过去,有人认为我说梦话但我却不认为是梦话的时刻真的到来了,而且这一时刻比我当时所希望的要好得多。但我这几年来没有认真读世界史的书,有时虽借来像当年雷先生交给我的那样讲欧洲中世纪史的书,但也只是翻翻而已。年已八十,欧洲中世纪史不懂,中国中世纪史也未学通。想起雷先生的多次教诲,感到十分惭愧。
1994年9月5日,我参加清华大学复建历史系盛会,院系调整前清华历史系的校友很多人都来了,其中多数是我担任班主任这一班的同学。
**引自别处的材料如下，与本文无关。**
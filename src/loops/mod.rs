//! Loop composites: re-run one wrapped module under a termination policy.
//!
//! [`Counter`] bounds by iteration count, [`Repeater`] and [`Timer`] by
//! wall-clock duration ([`Timer`] additionally reports the measured
//! elapsed time). The "when to stop" decision lives in a [`Controller`]
//! strategy, decoupled from the shared run algorithm.

mod controller;
mod counter;
mod driver;
mod repeater;
mod timer;

pub use controller::{ClockController, Controller, CountController};
pub use counter::Counter;
pub use repeater::Repeater;
pub use timer::Timer;
//! # Counter: iteration-bounded loop.
//!
//! Re-runs its wrapped module up to `count` times; with `can_quit` set it
//! exits as soon as the module succeeds.
//!
//! ## Example
//! ```rust
//! use std::sync::Arc;
//! use modkit::{Counter, LoopPolicy, Module, ModuleMeta, ProcessState, Step, WorkError};
//!
//! # #[tokio::main(flavor = "current_thread")]
//! # async fn main() {
//! let flaky = Arc::new(Step::from_fn(ModuleMeta::new("flaky", "1.0.0"), |ctx, _t| async move {
//!     let attempt = ctx.get_or("attempt", 0u32) + 1;
//!     ctx.set("attempt", attempt);
//!     Ok::<_, WorkError>(attempt >= 2)
//! }));
//!
//! let retry = Counter::new(
//!     ModuleMeta::new("retry", "1.0.0"),
//!     flaky,
//!     5,
//!     LoopPolicy::default(),
//! );
//! retry.start().await.expect("succeeds on the second attempt");
//! assert_eq!(retry.state(), ProcessState::Succeeded);
//! # }
//! ```

use std::sync::{Arc, Mutex};

use async_trait::async_trait;
use tokio_util::sync::CancellationToken;

use crate::context::Context;
use crate::error::ModuleError;
use crate::events::Bus;
use crate::modules::{Module, ModuleMeta, ModuleRef};
use crate::policies::LoopPolicy;
use crate::state::Lifecycle;

use super::driver::{self, lock};
use super::CountController;

/// Loop composite bounded by an iteration count.
pub struct Counter {
    cell: Lifecycle,
    child: ModuleRef,
    policy: LoopPolicy,
    count: u64,
    ctl: Mutex<CountController>,
    token: Mutex<CancellationToken>,
    bus: Option<Bus>,
}

impl Counter {
    /// Creates a counter running `child` up to `count` times.
    ///
    /// The child inherits the counter's context. A zero `count` is
    /// reported as [`ModuleError::InvalidConfig`] from `start`.
    pub fn new(meta: ModuleMeta, child: ModuleRef, count: u64, policy: LoopPolicy) -> Self {
        let cell = Lifecycle::new(meta);
        let _ = child.set_context(cell.context());
        Self {
            cell,
            child,
            policy,
            count,
            ctl: Mutex::new(CountController::new(count)),
            token: Mutex::new(CancellationToken::new()),
            bus: None,
        }
    }

    /// Publishes iteration/stop events onto `bus`.
    pub fn with_bus(mut self, bus: Bus) -> Self {
        self.bus = Some(bus);
        self
    }

    /// Handle to the wrapped module.
    pub fn child(&self) -> ModuleRef {
        Arc::clone(&self.child)
    }

    /// The configured iteration bound.
    pub fn count(&self) -> u64 {
        self.count
    }

    fn validate(&self) -> Result<(), ModuleError> {
        if self.count == 0 {
            return Err(ModuleError::InvalidConfig {
                module: self.describe(),
                reason: "iteration count must be positive".into(),
            });
        }
        Ok(())
    }
}

#[async_trait]
impl Module for Counter {
    fn lifecycle(&self) -> &Lifecycle {
        &self.cell
    }

    fn set_context(&self, ctx: Context) -> bool {
        if !self.cell.can_set_context() || !self.child.can_set_context() {
            return false;
        }
        let _ = self.cell.set_context(ctx.clone());
        self.child.set_context(ctx)
    }

    fn can_set_context(&self) -> bool {
        self.cell.can_set_context() && self.child.can_set_context()
    }

    async fn start(&self) -> Result<(), ModuleError> {
        self.validate()?;
        let token = lock(&self.token).clone();
        driver::drive(
            &self.cell,
            &self.child,
            &self.policy,
            &self.ctl,
            &token,
            self.bus.as_ref(),
        )
        .await
    }

    async fn stop(&self) -> Result<(), ModuleError> {
        let token = lock(&self.token).clone();
        driver::request_stop(&self.cell, &self.child, token, self.bus.as_ref()).await
    }

    fn reset(&self) -> bool {
        driver::reset_loop(&self.cell, &self.child, &self.token)
    }

    fn fork(&self) -> Result<ModuleRef, ModuleError> {
        let copy = Counter::new(
            self.meta().clone(),
            self.child.fork()?,
            self.count,
            self.policy,
        );
        let _ = copy.set_context(self.context().fork());
        Ok(Arc::new(copy))
    }
}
午饭后,我们二十多人单独聚会,畅谈清华历史系的往事,特别是四十年代末五十年代初师长们的事迹。关于雷海宗先生,我们谈得很多。当时,雷先生任系主任,他的为人师表的言行,迄今将近五六十年,仍然润泽着我们这些老学生(从六十到八十岁)的心田;他的高尚风范仍然使我们向往,永远使我们向往。当谈到雷先生过早地离开我们时,全室凄然。二十几个人静默地彼此看着,无声地怀念着敬爱的雷先生。有人提议,立即写信给雷师母,向她老人家请安慰问。信是殷叙彝写的,我们二十几个学生都署了名,由王敦书寄出。没有料到,在我们聚会的前一天,师母已离开尘世。三十多年来,伯伦师在天之灵很孤独,现在,一生同甘共苦的师母终于回到他的身边,老师不会再寂寞了吧。